Teleconference: Integration of WP2, WP3 and WP7a
Tue 27th October, 13:00-14:00 CET
Agenda
- how we could use ML methods for selection (25 min)
- using active learning for selection?
- how we could evaluate selection methods on AZ usecase (25 min):
Interfaces: replicate gotopubmed (http://www.gopubmed.com) interface using for example facetted interface from Ontotext
Dataset: use ?LinkedLifeData
- Give starting problem to scientists (They use the system)
- We produce hypotheses. They cross the ones that are silly. We use this as data for training ML stuff.
- F2F meeting (end Nov/beginning Dec, Munich, Amsterdam, Sheffield)? (10 min)
- would this be useful?
- shall we organize it together with WP4 (end Nov/beginnig Dec in Amsterdam)?
- shall we invite use cases as well?
Minutes
Participants:
- Siemens: Volker Tresp, , Markus Bundschus, Yi Huang, and Achim Rettinger
- USFD: Johann Petrak, Danica Damljanovic
- Ontotext: Vassil Momchev
- IRF: Mihai Lupu
- AZ: Gunnar Engström, Bo Andersson
- MPG: Jose Quesada
- WICI: Yan Wang
Using ML methods for selection:
- using Active Learning (AL) in order to reduce the cost of training
- but you would need to have the training set for each query?
- what would be the decision the AL would make? (we don't have the final answer to this)
- we are trying to make a decision if the triple is relevant to the query or not as selection is query specific; however, seems like for each query we need a model as a problem of classification is that it would be query-dependant
- "selection could be seen as classification problem: relevant vs irrelevant"
- people seem to have different views on this especially with regagards to the discussion in Berlin where it was mentioned that it is not just relevant vs. irrelevant but also less relevant, more relevant, etc; however, at the end, for selection, we will have to make the decision where is the threshold so we end up with 2 groups: relevant and irrelevant
- how selection uses ML? what would be the benefit of using ML for selection? finding similar triples? we need to define this more precisely
- another interesting approach would be experimental design
- using Random Projection (Random Indexing)
- various views and pretty much agreement that using RI for selection is not really applicaple on RDF
- it would be more suitable to use RI for presenting results to the user than for the subsetting task
Vassil: a possible use case example
so, we don't want to think about SPARQL/RDF layer, and in this example there is a search with the predicate mentions; so we don't really want to apply RI to RDF but we would probably benefit from using RDF schema and documents (such as ?PubMed abstracts in this case)
- RDF Molecules: not all RDF resources should be molecules; it might be more useful to apply selection on RDF schema not RDF
- concrete scenario: you see the document and terms which are mentioned in that document;
- Johann: wouldn't this document be perfect for using RI as you have list of relevant terms; with RI you could feed in the terms semantically related which are not in the document; ideally, we would like to combine semantics with search
- various views and pretty much agreement that using RI for selection is not really applicaple on RDF
Evaluation of selection methods on AZ usecase:
Two ideas arised, both should be complementary.
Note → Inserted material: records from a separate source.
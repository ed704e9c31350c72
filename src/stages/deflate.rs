//! Deflate-based reference codec
//!
//! Frame payload layout:
//!
//! ```text
//! magic "FCZ1" | width u32 BE | height u32 BE | format tag u8 | bits u8 | zlib stream
//! ```
//!
//! Quality is applied by masking each channel down to
//! [`Quality::significant_bits`] before deflating, which trades precision for
//! a better compression ratio the same way a JPEG quality knob does.

use flate2::Compression;
use flate2::read::ZlibDecoder;
use flate2::write::ZlibEncoder;
use std::borrow::Cow;
use std::io::{Read, Write};

use crate::stage::{Compressor, Decompressor};
use crate::types::{Frame, PixelFormat, Quality, RawImage};
use crate::{Result, StreamError};

const MAGIC: [u8; 4] = *b"FCZ1";
const HEADER_LEN: usize = 14;

/// Lossy-by-quantisation deflate codec
#[derive(Debug, Clone, Copy)]
pub struct DeflateCodec {
    level: Compression,
}

impl Default for DeflateCodec {
    fn default() -> Self {
        Self { level: Compression::fast() }
    }
}

impl DeflateCodec {
    /// Codec with an explicit zlib effort level (0-9)
    pub fn with_level(level: u32) -> Self {
        Self { level: Compression::new(level.min(9)) }
    }
}

fn quantize(pixels: &[u8], bits: u8) -> Cow<'_, [u8]> {
    if bits >= 8 {
        return Cow::Borrowed(pixels);
    }
    let mask = 0xFFu8 << (8 - bits);
    Cow::Owned(pixels.iter().map(|p| p & mask).collect())
}

impl Compressor for DeflateCodec {
    fn compress(&self, image: &RawImage, quality: Quality) -> Result<Frame> {
        if image.width() == 0 || image.height() == 0 {
            return Err(StreamError::compression_rejected("image has zero area"));
        }

        let bits = quality.significant_bits();
        let mut out = Vec::with_capacity(HEADER_LEN + image.pixels().len() / 4);
        out.extend_from_slice(&MAGIC);
        out.extend_from_slice(&image.width().to_be_bytes());
        out.extend_from_slice(&image.height().to_be_bytes());
        out.push(image.format().tag());
        out.push(bits);

        let mut encoder = ZlibEncoder::new(out, self.level);
        encoder
            .write_all(&quantize(image.pixels(), bits))
            .map_err(|e| StreamError::compression_rejected(e.to_string()))?;
        let out = encoder.finish().map_err(|e| StreamError::compression_rejected(e.to_string()))?;
        Ok(Frame::from(out))
    }
}

impl Decompressor for DeflateCodec {
    fn decompress(&self, frame: &Frame) -> Result<RawImage> {
        let payload = frame.as_bytes();
        let Some((header, body)) = payload.split_first_chunk::<HEADER_LEN>() else {
            return Err(StreamError::decompression_corrupt(format!(
                "{} byte payload is shorter than the {} byte codec header",
                payload.len(),
                HEADER_LEN
            )));
        };

        if header[..4] != MAGIC {
            return Err(StreamError::decompression_corrupt("bad codec magic"));
        }
        let width = u32::from_be_bytes([header[4], header[5], header[6], header[7]]);
        let height = u32::from_be_bytes([header[8], header[9], header[10], header[11]]);
        let format = PixelFormat::from_tag(header[12]).ok_or_else(|| {
            StreamError::decompression_corrupt(format!("unknown pixel format tag {}", header[12]))
        })?;

        let expected = RawImage::expected_len(width, height, format)
            .map_err(|e| StreamError::decompression_corrupt(e.to_string()))?;

        // One extra byte reveals a stream that inflates past the declared size.
        let mut pixels = Vec::with_capacity(expected);
        ZlibDecoder::new(body)
            .take(expected as u64 + 1)
            .read_to_end(&mut pixels)
            .map_err(|e| StreamError::decompression_corrupt(e.to_string()))?;
        if pixels.len() != expected {
            return Err(StreamError::decompression_corrupt(format!(
                "inflated to {} bytes, header declares {}",
                pixels.len(),
                expected
            )));
        }

        RawImage::new(width, height, format, pixels)
            .map_err(|e| StreamError::decompression_corrupt(e.to_string()))
    }
}

#[cfg(test)]
mod tests {
    use super::*;

    fn gradient(width: u32, height: u32) -> RawImage {
        let pixels = (0..width * height * 3).map(|i| (i % 251) as u8).collect();
        RawImage::new(width, height, PixelFormat::Bgr8, pixels).unwrap()
    }

    #[test]
    fn max_quality_is_lossless() {
        let codec = DeflateCodec::default();
        let image = gradient(32, 16);
        let frame = codec.compress(&image, Quality::MAX).unwrap();
        assert_eq!(codec.decompress(&frame).unwrap(), image);
    }

    #[test]
    fn lower_quality_quantizes_channels() {
        let codec = DeflateCodec::default();
        let image = gradient(32, 16);
        let frame = codec.compress(&image, Quality::MIN).unwrap();
        let decoded = codec.decompress(&frame).unwrap();

        assert_eq!(decoded.width(), 32);
        assert!(decoded.pixels().iter().all(|p| p & 0x0F == 0));
    }

    #[test]
    fn lower_quality_compresses_smaller() {
        let codec = DeflateCodec::with_level(6);
        let pixels = (0..64 * 64 * 3u32).map(|i| (i.wrapping_mul(2_654_435_761) >> 13) as u8);
        let image = RawImage::new(64, 64, PixelFormat::Bgr8, pixels.collect()).unwrap();

        let high = codec.compress(&image, Quality::MAX).unwrap();
        let low = codec.compress(&image, Quality::MIN).unwrap();
        assert!(low.len() < high.len(), "low={} high={}", low.len(), high.len());
    }

    #[test]
    fn corrupt_payloads_are_rejected() {
        let codec = DeflateCodec::default();

        let short = Frame::from(vec![b'F', b'C']);
        assert!(matches!(codec.decompress(&short), Err(StreamError::DecompressionCorrupt { .. })));

        let mut frame = codec.compress(&gradient(8, 8), Quality::MAX).unwrap().into_inner().into_vec();
        frame[0] = b'X';
        let err = codec.decompress(&Frame::from(frame)).unwrap_err();
        assert!(err.to_string().contains("magic"));

        let mut frame = codec.compress(&gradient(8, 8), Quality::MAX).unwrap().into_inner().into_vec();
        let len = frame.len();
        frame.truncate(len - 4);
        assert!(codec.decompress(&Frame::from(frame)).unwrap_err().is_frame_local());
    }

    #[test]
    fn declared_size_mismatch_is_corrupt() {
        let codec = DeflateCodec::default();
        let mut frame = codec.compress(&gradient(8, 8), Quality::MAX).unwrap().into_inner().into_vec();
        // Claim a larger image than the stream inflates to.
        frame[4..8].copy_from_slice(&16u32.to_be_bytes());
        let err = codec.decompress(&Frame::from(frame)).unwrap_err();
        assert!(matches!(err, StreamError::DecompressionCorrupt { .. }));
    }
}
The first one is the one that evolved from the discussion in Berlin, and the second one is from the discussion today based on the AZ usecase document.
- Idea 1:
Interfaces: replicate gotopubmed (http://www.gopubmed.com) interface using for example facetted interface from Ontotext
Dataset: use ?LinkedLifeData
- Give starting problem to scientists (They use the system)
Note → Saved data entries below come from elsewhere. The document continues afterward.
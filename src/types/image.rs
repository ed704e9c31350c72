//! Uncompressed image type at the acquisition and presentation boundaries

use crate::{Result, StreamError};

/// Pixel layout of a [`RawImage`]
#[derive(Debug, Clone, Copy, PartialEq, Eq)]
pub enum PixelFormat {
    /// 8-bit blue, green, red triplets
    Bgr8,
    /// 8-bit luminance
    Gray8,
}

impl PixelFormat {
    /// Bytes per pixel
    pub fn bytes_per_pixel(self) -> usize {
        match self {
            PixelFormat::Bgr8 => 3,
            PixelFormat::Gray8 => 1,
        }
    }

    /// Wire tag used by codecs
    pub fn tag(self) -> u8 {
        match self {
            PixelFormat::Bgr8 => 1,
            PixelFormat::Gray8 => 2,
        }
    }

    /// Inverse of [`PixelFormat::tag`]
    pub fn from_tag(tag: u8) -> Option<Self> {
        match tag {
            1 => Some(PixelFormat::Bgr8),
            2 => Some(PixelFormat::Gray8),
            _ => None,
        }
    }
}

/// Raw pixel buffer produced by acquisition and consumed by presentation.
#[derive(Debug, Clone, PartialEq, Eq)]
pub struct RawImage {
    width: u32,
    height: u32,
    format: PixelFormat,
    pixels: Vec<u8>,
}

impl RawImage {
    /// Create an image, checking the buffer matches the dimensions.
    pub fn new(width: u32, height: u32, format: PixelFormat, pixels: Vec<u8>) -> Result<Self> {
        let expected = Self::expected_len(width, height, format)?;
        if pixels.len() != expected {
            return Err(StreamError::compression_rejected(format!(
                "{}x{} {:?} image needs {} bytes, got {}",
                width,
                height,
                format,
                expected,
                pixels.len()
            )));
        }
        Ok(Self { width, height, format, pixels })
    }

    /// Byte length a `width` x `height` image of `format` must have
    pub fn expected_len(width: u32, height: u32, format: PixelFormat) -> Result<usize> {
        (width as usize)
            .checked_mul(height as usize)
            .and_then(|px| px.checked_mul(format.bytes_per_pixel()))
            .ok_or_else(|| {
                StreamError::compression_rejected(format!("{}x{} image is too large", width, height))
            })
    }

    pub fn width(&self) -> u32 {
        self.width
    }

    pub fn height(&self) -> u32 {
        self.height
    }

    pub fn format(&self) -> PixelFormat {
        self.format
    }

    pub fn pixels(&self) -> &[u8] {
        &self.pixels
    }

    pub fn into_pixels(self) -> Vec<u8> {
        self.pixels
    }
}

#[cfg(test)]
mod tests {
    use super::*;

    #[test]
    fn rejects_mismatched_buffer() {
        let err = RawImage::new(4, 4, PixelFormat::Bgr8, vec![0; 47]).unwrap_err();
        assert!(err.is_frame_local());

        let image = RawImage::new(4, 4, PixelFormat::Bgr8, vec![0; 48]).unwrap();
        assert_eq!(image.pixels().len(), 48);
    }

    #[test]
    fn format_tags_round_trip() {
        for format in [PixelFormat::Bgr8, PixelFormat::Gray8] {
            assert_eq!(PixelFormat::from_tag(format.tag()), Some(format));
        }
        assert_eq!(PixelFormat::from_tag(0), None);
    }
}
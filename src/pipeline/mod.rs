//! Producer and consumer assembly
//!
//! Each process runs three activities that share only a frame buffer, stats
//! counters and one cancellation token:
//!
//! | Process  | Activities |
//! |----------|------------|
//! | producer | acquisition + compression task, sender task, supervising caller |
//! | consumer | receiver task, presentation loop in the caller's task |
//!
//! Shutdown cancels the token and joins every background task with
//! [`JOIN_BUDGET`]; a task that overruns is aborted.

use std::time::Duration;
use tokio::task::JoinHandle;
use tracing::{debug, error, warn};

pub mod consumer;
pub mod producer;

pub use consumer::{Consumer, ConsumerSummary};
pub use producer::{Producer, ProducerHandle, ProducerSummary};

/// Time each background activity gets to finish after cancellation
pub const JOIN_BUDGET: Duration = Duration::from_secs(2);

/// Await `handle` for at most `budget`, aborting it on overrun.
///
/// Returns the task's output, or `None` if it panicked or had to be aborted.
pub async fn join_with_budget<T>(
    name: &str,
    mut handle: JoinHandle<T>,
    budget: Duration,
) -> Option<T> {
    match tokio::time::timeout(budget, &mut handle).await {
        Ok(Ok(output)) => {
            debug!("{} task finished", name);
            Some(output)
        }
        Ok(Err(e)) => {
            error!("{} task failed: {}", name, e);
            None
        }
        Err(_) => {
            warn!("{} task did not stop within {:?}, aborting", name, budget);
            handle.abort();
            None
        }
    }
}

#[cfg(test)]
mod tests {
    use super::*;

    #[tokio::test(start_paused = true)]
    async fn overrunning_task_is_aborted() {
        let handle = tokio::spawn(async {
            tokio::time::sleep(Duration::from_secs(60)).await;
            1
        });
        let started = tokio::time::Instant::now();
        assert_eq!(join_with_budget("sleeper", handle, JOIN_BUDGET).await, None);
        assert!(started.elapsed() >= JOIN_BUDGET);
        assert!(started.elapsed() < Duration::from_secs(60));
    }

    #[tokio::test]
    async fn finished_task_output_is_returned() {
        let handle = tokio::spawn(async { 7 });
        assert_eq!(join_with_budget("quick", handle, JOIN_BUDGET).await, Some(7));
    }
}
- We produce hypotheses. They cross the ones that are silly. We use this as data for training ML stuff.
- Idea 2:
- Example:
- IR gets you the 100 docs that are related
- human would produce hypothesis
- WP3 would take Ho and produce these bits (0 1, -1)
Example: abstract12314, Ho: WBC -> lowLungFunction, bit: -1 (not related)
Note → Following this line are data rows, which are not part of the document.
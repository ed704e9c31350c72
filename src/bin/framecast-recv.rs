//! Framecast consumer - receives, decompresses and presents frames from one producer.

use anyhow::{Context, Result};
use clap::Parser;
use framecast::stages::{DeflateCodec, LogPresenter};
use framecast::{Framecast, ReceiverConfig, StreamError};
use std::path::PathBuf;
use tokio_util::sync::CancellationToken;
use tracing::{error, info};
use tracing_subscriber::EnvFilter;

#[derive(Parser, Debug)]
#[command(name = "framecast-recv")]
#[command(about = "Receive and present frames from a framecast-send producer")]
struct Args {
    /// YAML configuration file; flags below override its values
    #[arg(short, long)]
    config: Option<PathBuf>,

    /// Producer address
    #[arg(long)]
    host: Option<String>,

    /// Producer port
    #[arg(short, long)]
    port: Option<u16>,

    /// Frames buffered between the network and presentation
    #[arg(short, long)]
    buffer: Option<usize>,

    /// Connection retries after the first failed attempt
    #[arg(long)]
    retries: Option<u32>,

    /// Delay before each retry, in milliseconds
    #[arg(long)]
    retry_delay_ms: Option<u64>,

    /// Quit after presenting this many frames
    #[arg(long)]
    max_frames: Option<u64>,

    /// Enable debug logging (RUST_LOG takes precedence)
    #[arg(long)]
    debug: bool,
}

impl Args {
    fn to_config(&self) -> Result<ReceiverConfig> {
        let mut config = match &self.config {
            Some(path) => ReceiverConfig::from_yaml_file(path)
                .with_context(|| format!("loading {}", path.display()))?,
            None => ReceiverConfig::default(),
        };

        if let Some(host) = &self.host {
            config.host = host.clone();
        }
        if let Some(port) = self.port {
            config.port = port;
        }
        if let Some(buffer) = self.buffer {
            config.buffer_capacity = buffer;
        }
        if let Some(retries) = self.retries {
            config.max_retries = retries;
        }
        if let Some(delay) = self.retry_delay_ms {
            config.retry_delay_ms = delay;
        }

        config.validate()?;
        Ok(config)
    }
}

fn init_logging(debug: bool) {
    let default = if debug { "debug" } else { "info" };
    let filter = EnvFilter::try_from_default_env().unwrap_or_else(|_| EnvFilter::new(default));
    tracing_subscriber::fmt().with_env_filter(filter).with_target(false).compact().init();
}

#[tokio::main]
async fn main() -> Result<()> {
    let args = Args::parse();
    init_logging(args.debug);

    let config = args.to_config()?;
    info!("Starting framecast consumer for {}", config.addr());

    let cancel = CancellationToken::new();
    let on_signal = cancel.clone();
    tokio::spawn(async move {
        if tokio::signal::ctrl_c().await.is_ok() {
            info!("Shutdown requested");
            on_signal.cancel();
        }
    });

    let presenter = LogPresenter::new(args.max_frames);
    let summary =
        match Framecast::watch(config.clone(), DeflateCodec::default(), presenter, cancel).await {
            Ok(summary) => summary,
            Err(StreamError::Cancelled) => {
                info!("Cancelled before connecting");
                return Ok(());
            }
            Err(e) => {
                for hint in e.recovery_suggestions() {
                    error!("hint: {}", hint);
                }
                return Err(e).with_context(|| format!("receiving from {}", config.addr()));
            }
        };

    println!(
        "Received {} frames ({:.2} MB), displayed {} at {:.1} fps, {} dropped, {} corrupt",
        summary.received.frames,
        summary.received.megabytes(),
        summary.displayed.frames,
        summary.displayed.fps(),
        summary.dropped,
        summary.displayed.skipped
    );
    Ok(())
}
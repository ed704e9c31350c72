//! Compressed frame type that flows through the transport pipeline

use crate::wire::HEADER_LEN;

/// One compressed image moving through the pipeline.
///
/// A frame is an opaque, immutable byte block. It is deliberately not `Clone`:
/// exactly one stage owns a frame at a time, and handing it to the buffer or
/// the socket moves it.
#[derive(Debug, PartialEq, Eq)]
pub struct Frame {
    payload: Box<[u8]>,
}

impl Frame {
    /// Create a frame from a compressed payload
    pub fn new(payload: impl Into<Box<[u8]>>) -> Self {
        Self { payload: payload.into() }
    }

    /// Payload bytes
    pub fn as_bytes(&self) -> &[u8] {
        &self.payload
    }

    /// Payload length in bytes
    pub fn len(&self) -> usize {
        self.payload.len()
    }

    /// Whether the payload is empty
    pub fn is_empty(&self) -> bool {
        self.payload.is_empty()
    }

    /// Bytes this frame occupies on the wire, length header included
    pub fn wire_len(&self) -> u64 {
        (self.payload.len() + HEADER_LEN) as u64
    }

    /// Take back ownership of the payload
    pub fn into_inner(self) -> Box<[u8]> {
        self.payload
    }
}

impl From<Vec<u8>> for Frame {
    fn from(payload: Vec<u8>) -> Self {
        Self::new(payload)
    }
}

impl AsRef<[u8]> for Frame {
    fn as_ref(&self) -> &[u8] {
        &self.payload
    }
}

#[cfg(test)]
mod tests {
    use super::*;

    #[test]
    fn wire_len_includes_header() {
        assert_eq!(Frame::new(Vec::new()).wire_len(), 8);
        assert_eq!(Frame::from(vec![0u8; 1000]).wire_len(), 1008);
    }

    #[test]
    fn into_inner_returns_payload() {
        let frame = Frame::from(vec![1, 2, 3]);
        assert_eq!(frame.len(), 3);
        assert!(!frame.is_empty());
        assert_eq!(&*frame.into_inner(), &[1, 2, 3]);
    }
}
AZ scientists have often observations about some relations, but they cannot anyhow prove these. Example in this document: AstraZeneca usecase
- it would be interesting to find out if relations (arrows in the document) exist, or even the direction of these relations
- Jose: related field which would be good for solving this problem is sentiment analysis
- is there evidence in abstracts for these relations?
- Example:
It is the general feeling that we need usecases in order to precisely formulate the problem, but it is also truth that usecases need to give more precise requirements. However, from the discussion today, we should have enough material to start about thinking of problem solving and the draft paper. We could for now do some experiments with LDSR as well.
F2F meeting (between 20 Nov and 4th Dec, probably Munich)?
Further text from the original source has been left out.